In July 2015, Appling joined the Orlando Magic white team for the 2015 NBA Summer League. On September 24, he signed with the Magic, but was later waived by the team on October 19 after appearing in five preseason games. On October 31, he was reacquired by the Erie BayHawks. On January 18, 2016, he signed a 10-day contract with the Magic. He made his NBA debut that night in a 98–81 loss to the Atlanta Hawks, recording two points and one steal in eight minutes of action. On January 29, he signed a second 10-day contract with the Magic. That same day, he was named in the East All-Star team for the 2016 NBA D-League All-Star Game. On February 8, after his contract expired, he was reacquired by the BayHawks. At the season's end, he earned NBA D-League All-Defensive Team honors.

After two years away from the game due to a jail term, Appling returned to basketball for the 2018–19 season, signing with Cañeros del Este of the Dominican Republic. He later joined the Abejas de León of the Mexican league.

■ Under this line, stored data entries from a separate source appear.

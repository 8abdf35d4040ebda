use super::console::ConsoleGateway;
use super::gateway::{GatewayError, MediaHandle, PollReply, PostGateway, PostId};
use super::twitter::TwitterClient;
use crate::config::PublishingConfig;
use crate::workflows::scrutin::{RenderedCharts, VoteSummary};
use std::path::PathBuf;
use tracing::{info, warn};

pub const POLL_QUESTION: &str = "Pensez-vous qu'il aurait fallu plus de votants pour ce vote ?";
pub const POLL_OPTIONS: [&str; 2] = ["Oui", "Non"];
pub const POLL_DURATION_MINUTES: u32 = 24 * 60;
/// Longer texts are still sent; the service decides whether to refuse them.
const POST_LENGTH_LIMIT: usize = 280;

/// Text and ordered image attachments for one status update.
#[derive(Debug, Clone, PartialEq, Eq)]
pub struct PublishRequest {
    pub text: String,
    pub media: Vec<PathBuf>,
}

impl PublishRequest {
    pub fn new(text: impl Into<String>, media: Vec<PathBuf>) -> Self {
        Self {
            text: text.into(),
            media,
        }
    }

    pub fn for_vote(summary: &VoteSummary, charts: &RenderedCharts) -> Self {
        Self::new(summary.status_text(), charts.paths())
    }
}

#[derive(Debug, Clone, Copy, PartialEq, Eq)]
pub enum PublishState {
    Init,
    MediaUploaded,
    Posted,
    PollReplied,
    PollFailed,
}

#[derive(Debug, thiserror::Error)]
#[error("poll reply to post {post_id} failed: {source}")]
pub struct PollReplyError {
    pub post_id: PostId,
    #[source]
    pub source: GatewayError,
}

#[derive(Debug)]
pub enum PollOutcome {
    Replied(PostId),
    Failed(PollReplyError),
}

/// What a publish left behind. The main post exists in both poll outcomes.
#[derive(Debug)]
pub struct PublishReceipt {
    pub post_id: PostId,
    pub media: Vec<MediaHandle>,
    pub poll: PollOutcome,
    state: PublishState,
}

impl PublishReceipt {
    /// Terminal state reached by the publish that produced this receipt.
    pub fn state(&self) -> PublishState {
        self.state
    }
}

#[derive(Debug, thiserror::Error)]
pub enum PublishError {
    #[error("media upload failed for {path}: {source}")]
    MediaUpload {
        path: PathBuf,
        #[source]
        source: GatewayError,
    },
    #[error("status post failed: {0}")]
    Post(#[source] GatewayError),
}

#[derive(Debug)]
pub struct StatusPublisher {
    gateway: Box<dyn PostGateway>,
}

impl StatusPublisher {
    pub fn new(gateway: Box<dyn PostGateway>) -> Self {
        Self { gateway }
    }

    /// Picks the sink once: the console in debug mode, the network otherwise.
    pub fn from_config(config: &PublishingConfig) -> Result<Self, GatewayError> {
        let gateway: Box<dyn PostGateway> = match config {
            PublishingConfig::Console => Box::new(ConsoleGateway::new()),
            PublishingConfig::Twitter(settings) => Box::new(TwitterClient::new(settings)?),
        };
        Ok(Self::new(gateway))
    }

    pub fn publish(&self, request: PublishRequest) -> Result<PublishReceipt, PublishError> {
        let PublishRequest { text, media } = request;

        let length = text.chars().count();
        if length > POST_LENGTH_LIMIT {
            warn!(length, limit = POST_LENGTH_LIMIT, "status text exceeds the post length limit");
        }

        let mut state = PublishState::Init;
        let mut handles = Vec::with_capacity(media.len());
        for path in media {
            let handle = self
                .gateway
                .upload_media(&path)
                .map_err(|source| PublishError::MediaUpload { path, source })?;
            handles.push(handle);
        }
        state = advance(state, PublishState::MediaUploaded);

        let post_id = self
            .gateway
            .create_post(&text, &handles)
            .map_err(PublishError::Post)?;
        state = advance(state, PublishState::Posted);

        let poll = PollReply {
            text: POLL_QUESTION.to_string(),
            options: POLL_OPTIONS.iter().map(|option| option.to_string()).collect(),
            duration_minutes: POLL_DURATION_MINUTES,
        };
        let (poll, state) = match self.gateway.create_poll_reply(&post_id, &poll) {
            Ok(reply_id) => (
                PollOutcome::Replied(reply_id),
                advance(state, PublishState::PollReplied),
            ),
            Err(source) => {
                let err = PollReplyError {
                    post_id: post_id.clone(),
                    source,
                };
                warn!(error = %err, "poll reply failed; status post kept");
                (
                    PollOutcome::Failed(err),
                    advance(state, PublishState::PollFailed),
                )
            }
        };

        Ok(PublishReceipt {
            post_id,
            media: handles,
            poll,
            state,
        })
    }
}

fn advance(from: PublishState, to: PublishState) -> PublishState {
    info!(?from, ?to, "publish progressed");
    to
}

He signed with Pallacanestro Piacentina in Italy on March 19, 2019.

==Career statistics==

===NBA===

| Year | Team | GP | GS | MPG | FG% | 3P% | FT% | RPG | APG | SPG | BPG | PPG |
|---|---|---|---|---|---|---|---|---|---|---|---|---|
| 2015–16 | Orlando | 5 | 0 | 5.4 | .250 | .000 | 1.000 | .2 | .2 | .2 | .0 | 1.2 |
| Career |  | 5 | 0 | 5.4 | .250 | .000 | 1.000 | .2 | .2 | .2 | .0 | 1.2 |

==Personal life==
Appling is the son of Tottie Williams and majored in sociology.

===Legal issues===
In July 2017, Appling was sentenced to one year in county jail and four years of probation for carrying a concealed weapon and resisting a police officer. In February 2020, Appling was charged with delivery or manufacture of 19 grams of heroin in a car he was attempting to sell. In May 2021, Appling was arrested for the shooting death of a 66-year-old man in Detroit. On February 13, 2023, Appling pled guilty to second-degree murder and a firearm charge. On March 3, 2023, Appling was sentenced to eighteen to forty years in prison for the second-degree murder and two years for the firearm charge.